Но все эти напасти крестьяне как-никак скрепя сердце терпели. Что поделаешь, коли так уж испокон века заведено. Когда же это хлеборобам хватало собственного зерна от урожая до урожая? Не слыхивал что-то никто о такой небывальщине. Однако до заморозков с грехом пополам своим хлебом кормились: пускай впроголодь, а все-таки жили. И вдруг — страсти господни! — Тульев дочь замуж выдать собрался; значит, крестьяне подавай ему на протори весь скудный свой хлебный запас.

Старик еще ниже согнул и без того согбенную спину и с горечью спросил как будто не Выводкова, а кого-то невидимого и неумолимого:

— То зимушку с сумой ходили, христарадничали, а теперь, значит, сразу отдай хлеб и суму надевай? Уж не супротив ли бога вотчинник наш восстает?

— Разбойник вотчинник ваш, вот он кто! — сказал Никита и быстрыми шагами направился к шумевшей толпе.

— Огнем пожечь! — все чаще и отчетливей выделялись из общего гула грозные призывы. — Всем миром подняться…

Никиту до глубины души взволновал и возмутил рассказ старика. Забывшись, он вместе с восставшими двинулся на усадьбу.

— Пожечь! — уже единодушно гремела толпа.

— Пожечь! — не отставал от всех и Никита.

Но дорогу в усадьбу преградил священник. Окруженный хоругвеносцами, он стоял с высоко поднятым крестом в руке и зычно призывал паству вспомнить бога и покориться боярской воле.

Народ растерялся. Одни настаивали на том, чтобы не слушаться «неправедного» иерея, другие робко защищали его, третьи еще более обозлились, четвертые попытались вступить в спор со священником…

В конце концов произошло то, чего, собственно, и добивался боярин. Время было выиграно: пока шли препирательства, к вотчине Тульева все ближе подходила вызванная из города подмога.

Увидев, что ничего путного здесь не получится, быстро загоревшийся Выводков так же быстро остыл и ушел прочь, в сторону поля. Вскоре его нагнал Воробей.

Усталые и разбитые, они решили прилечь ненадолго в ближнем овраге. Но не успели оба по-настоящему угнездиться, как их сразу же одолел крепкий сон.

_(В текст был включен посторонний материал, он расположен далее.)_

use crate::error::WheelError;
use crate::label::Label;
use std::f64::consts::{PI, TAU};

/// Radius of the hole left at the hub of the wheel.
pub const DEFAULT_INNER_RADIUS: f64 = 5.0;

#[derive(Debug, Clone, Copy, PartialEq, Default)]
pub struct Point {
    pub x: f64,
    pub y: f64,
}

impl Point {
    pub fn new(x: f64, y: f64) -> Self {
        Self { x, y }
    }
}

#[derive(Debug, Clone, Copy, PartialEq)]
pub struct Radii {
    pub inner: f64,
    pub outer: f64,
}

impl Radii {
    pub fn new(inner: f64, outer: f64) -> Self {
        Self { inner, outer }
    }

    pub fn from_diameter(diameter: f64) -> Self {
        Self::new(DEFAULT_INNER_RADIUS, diameter / 2.0)
    }
}

/// Annular wedge between two radii.
///
/// Angles are in radians, measured clockwise from 12 o'clock, in a y-down coordinate space
/// centered on the hub.
#[derive(Debug, Clone, Copy, PartialEq)]
pub struct WedgeOutline {
    pub start_angle: f64,
    pub end_angle: f64,
    pub inner_radius: f64,
    pub outer_radius: f64,
}

impl WedgeOutline {
    pub fn span(&self) -> f64 {
        self.end_angle - self.start_angle
    }

    pub fn span_degrees(&self) -> f64 {
        self.span().to_degrees()
    }

    /// Mid-angle, mid-radius point of the wedge. Used as the label anchor.
    pub fn centroid(&self) -> Point {
        let r = (self.inner_radius + self.outer_radius) / 2.0;
        let a = (self.start_angle + self.end_angle) / 2.0 - PI / 2.0;
        Point::new(a.cos() * r, a.sin() * r)
    }

    /// Start and end angles in the screen convention (0 at 3 o'clock, clockwise), as
    /// expected by arc primitives such as cairo's.
    pub fn screen_angles(&self) -> (f64, f64) {
        (self.start_angle - PI / 2.0, self.end_angle - PI / 2.0)
    }

    fn point_at(radius: f64, angle: f64) -> Point {
        let a = angle - PI / 2.0;
        Point::new(radius * a.cos(), radius * a.sin())
    }

    /// SVG `d` attribute for this wedge, d3-arc style (`M … A … L … A … Z`), for consumers
    /// that render to SVG instead of drawing through [`WedgeOutline::screen_angles`].
    pub fn to_svg_path(&self) -> String {
        let (r0, r1) = (self.inner_radius, self.outer_radius);

        // a single wedge covering the whole circle is an annulus: two half arcs per ring
        if self.span() >= TAU - 1e-9 {
            let mut path = format!(
                "M0,{}A{},{},0,1,1,0,{}A{},{},0,1,1,0,{}",
                svg_num(-r1),
                svg_num(r1),
                svg_num(r1),
                svg_num(r1),
                svg_num(r1),
                svg_num(r1),
                svg_num(-r1)
            );
            if r0 > 0.0 {
                path.push_str(&format!(
                    "M0,{}A{},{},0,1,0,0,{}A{},{},0,1,0,0,{}",
                    svg_num(-r0),
                    svg_num(r0),
                    svg_num(r0),
                    svg_num(r0),
                    svg_num(r0),
                    svg_num(r0),
                    svg_num(-r0)
                ));
            }
            path.push('Z');
            return path;
        }

        let large_arc = u8::from(self.span() > PI);
        let outer_start = Self::point_at(r1, self.start_angle);
        let outer_end = Self::point_at(r1, self.end_angle);
        let inner_end = Self::point_at(r0, self.end_angle);
        let inner_start = Self::point_at(r0, self.start_angle);

        let mut path = format!(
            "M{},{}A{},{},0,{},1,{},{}",
            svg_num(outer_start.x),
            svg_num(outer_start.y),
            svg_num(r1),
            svg_num(r1),
            large_arc,
            svg_num(outer_end.x),
            svg_num(outer_end.y)
        );
        if r0 > 0.0 {
            path.push_str(&format!(
                "L{},{}A{},{},0,{},0,{},{}",
                svg_num(inner_end.x),
                svg_num(inner_end.y),
                svg_num(r0),
                svg_num(r0),
                large_arc,
                svg_num(inner_start.x),
                svg_num(inner_start.y)
            ));
        } else {
            path.push_str("L0,0");
        }
        path.push('Z');
        path
    }
}

fn svg_num(v: f64) -> String {
    let rounded = (v * 1000.0).round() / 1000.0;
    // avoid "-0"
    let rounded = if rounded == 0.0 { 0.0 } else { rounded };
    rounded.to_string()
}

#[derive(Debug, Clone, PartialEq)]
pub struct Segment {
    pub outline: WedgeOutline,
    pub label: Label,
    pub anchor: Point,
}

/// Lays the labels out as an equal-weight pie, one wedge per label, in input order.
pub fn compute_segments(labels: &[Label], radii: Radii) -> Result<Vec<Segment>, WheelError> {
    if labels.is_empty() {
        return Err(WheelError::EmptySegments);
    }

    let count = labels.len();
    let step = TAU / count as f64;

    Ok(labels
        .iter()
        .enumerate()
        .map(|(i, label)| {
            let end_angle = if i + 1 == count {
                TAU
            } else {
                (i + 1) as f64 * step
            };
            let outline = WedgeOutline {
                start_angle: i as f64 * step,
                end_angle,
                inner_radius: radii.inner,
                outer_radius: radii.outer,
            };
            Segment {
                outline,
                label: label.clone(),
                anchor: outline.centroid(),
            }
        })
        .collect())
}

#[cfg(test)]
mod tests {
    use super::*;
    use crate::label::labels;

    const EPS: f64 = 1e-9;

    #[test]
    fn test_segments_preserve_order_and_cover_circle() {
        for n in 1..=24 {
            let input = labels((0..n).map(|i| format!("L{i}")));
            let segments = compute_segments(&input, Radii::from_diameter(400.0)).unwrap();

            assert_eq!(segments.len(), n);
            for (segment, label) in segments.iter().zip(&input) {
                assert_eq!(&segment.label, label);
            }

            let total: f64 = segments.iter().map(|s| s.outline.span_degrees()).sum();
            assert!((total - 360.0).abs() < EPS, "n = {n}, total = {total}");

            // wedges are contiguous
            for pair in segments.windows(2) {
                assert_eq!(pair[0].outline.end_angle, pair[1].outline.start_angle);
            }
        }
    }

    #[test]
    fn test_empty_labels_rejected() {
        assert_eq!(
            compute_segments(&[], Radii::from_diameter(400.0)),
            Err(WheelError::EmptySegments)
        );
    }

    #[test]
    fn test_segments_are_deterministic() {
        let input = labels(["a", "b", "c"]);
        let radii = Radii::from_diameter(300.0);
        assert_eq!(
            compute_segments(&input, radii).unwrap(),
            compute_segments(&input, radii).unwrap()
        );
    }

    #[test]
    fn test_centroid_placement() {
        let radii = Radii::new(10.0, 30.0);
        let segments = compute_segments(&labels(["right", "left"]), radii).unwrap();

        // first half sits on the right of the hub, second on the left
        assert!((segments[0].anchor.x - 20.0).abs() < EPS);
        assert!(segments[0].anchor.y.abs() < EPS);
        assert!((segments[1].anchor.x + 20.0).abs() < EPS);

        let quarters = compute_segments(&labels(["ne", "se", "sw", "nw"]), radii).unwrap();
        assert!(quarters[0].anchor.x > 0.0 && quarters[0].anchor.y < 0.0);
        assert!(quarters[1].anchor.x > 0.0 && quarters[1].anchor.y > 0.0);
        assert!(quarters[2].anchor.x < 0.0 && quarters[2].anchor.y > 0.0);
        assert!(quarters[3].anchor.x < 0.0 && quarters[3].anchor.y < 0.0);
    }

    #[test]
    fn test_single_segment_spans_full_circle() {
        let segments = compute_segments(&labels(["only"]), Radii::new(5.0, 100.0)).unwrap();
        assert_eq!(segments.len(), 1);
        assert!((segments[0].outline.span_degrees() - 360.0).abs() < EPS);

        let path = segments[0].outline.to_svg_path();
        assert_eq!(path.matches('A').count(), 4);
        assert!(path.starts_with("M0,-100A100,100"));
    }

    #[test]
    fn test_svg_path_for_quarter_wedge() {
        let outline = WedgeOutline {
            start_angle: 0.0,
            end_angle: PI / 2.0,
            inner_radius: 5.0,
            outer_radius: 100.0,
        };
        assert_eq!(
            outline.to_svg_path(),
            "M0,-100A100,100,0,0,1,100,0L5,0A5,5,0,0,0,0,-5Z"
        );
    }

    #[test]
    fn test_screen_angles_start_at_twelve_oclock() {
        let outline = WedgeOutline {
            start_angle: 0.0,
            end_angle: PI,
            inner_radius: 0.0,
            outer_radius: 1.0,
        };
        let (a0, a1) = outline.screen_angles();
        assert!((a0 + PI / 2.0).abs() < EPS);
        assert!((a1 - PI / 2.0).abs() < EPS);
    }
}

Проснулись они на рассвете и, подкрепившись какими-то съедобными кореньями, тронулись в путь.

И тут, откуда ни возьмись, прямо на них помчались три всадника.

— Караул, грудь больно! — заревел благим матом Воробей и бросился наутек.

За ним побежал и Никита.

Конский топот усиливался. Выводков огляделся и понял, что спасения нет: кругом были одни лишь голые поля.

Со зловещим визгом взметнулись арканы. Что-то жгуче захлестнулось на шее Никиты и стремительно увлекло его за собой. Больше он ничего не помнил. Ничего не помнил и оглушенный дубиною Воробей.

Всадники связали пленников и увезли в острог.

ГЛАВА ДЕВЯТНАДЦАТАЯ В ОСТРОГЕ

Воробей, когда к нему вернулось сознание, принялся шарить рукой по стене и усердно обнюхивать воздух.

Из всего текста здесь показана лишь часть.